Saved data entries:
----------

use crate::{AppState, handlers};
use axum::{
    Router,
    routing::{get, post},
};

/// Public Router Module
///
/// Endpoints reachable without a session: the auth gateway, the schedule
/// browser (the clinic's schedule is public information), the menu feed
/// and the health probe.
pub fn public_routes() -> Router<AppState> {
    Router::new()
        // GET /health
        // Unauthenticated liveness probe for monitoring.
        .route("/health", get(|| async { "ok" }))
        // POST /api/auth/login
        // Credential check; opens a server-side session and sets the cookie.
        .route("/api/auth/login", post(handlers::login))
        // POST /api/auth/register
        // Patient self-registration. 409 when the login is taken.
        .route("/api/auth/register", post(handlers::register))
        // POST /api/auth/logout
        // Destroys the session and expires the cookie. Safe without one.
        .route("/api/auth/logout", post(handlers::logout))
        // GET /api/nav
        // Menu links derived from the current identity; anonymous-safe.
        .route("/api/nav", get(handlers::navigation))
        // GET /api/schedule/departments
        .route("/api/schedule/departments", get(handlers::get_departments))
        // GET /api/schedule/doctors
        .route("/api/schedule/doctors", get(handlers::get_doctors_schedule))
        // GET /api/schedule/doctors/{department_id}
        .route(
            "/api/schedule/doctors/{department_id}",
            get(handlers::get_doctors_by_department),
        )
}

----------

**What this task involves:**
Each line above needs to be repeated exactly, with nothing omitted.

**Result of the task:**
use crate::{AppState, handlers};
use axum::{
    Router,
    routing::{get, post},
};

/// Public Router Module
///
/// Endpoints reachable without a session: the auth gateway, the schedule
/// browser (the clinic's schedule is public information), the menu feed
/// and the health probe.
pub fn public_routes() -> Router<AppState> {
    Router::new()
        // GET /health
        // Unauthenticated liveness probe for monitoring.
        .route("/health", get(|| async { "ok" }))
        // POST /api/auth/login
        // Credential check; opens a server-side session and sets the cookie.
        .route("/api/auth/login", post(handlers::login))
        // POST /api/auth/register
        // Patient self-registration. 409 when the login is taken.
        .route("/api/auth/register", post(handlers::register))
        // POST /api/auth/logout
        // Destroys the session and expires the cookie. Safe without one.
        .route("/api/auth/logout", post(handlers::logout))
        // GET /api/nav
        // Menu links derived from the current identity; anonymous-safe.
        .route("/api/nav", get(handlers::navigation))
        // GET /api/schedule/departments
        .route("/api/schedule/departments", get(handlers::get_departments))
        // GET /api/schedule/doctors
        .route("/api/schedule/doctors", get(handlers::get_doctors_schedule))
        // GET /api/schedule/doctors/{department_id}
        .route(
            "/api/schedule/doctors/{department_id}",
            get(handlers::get_doctors_by_department),
        )
}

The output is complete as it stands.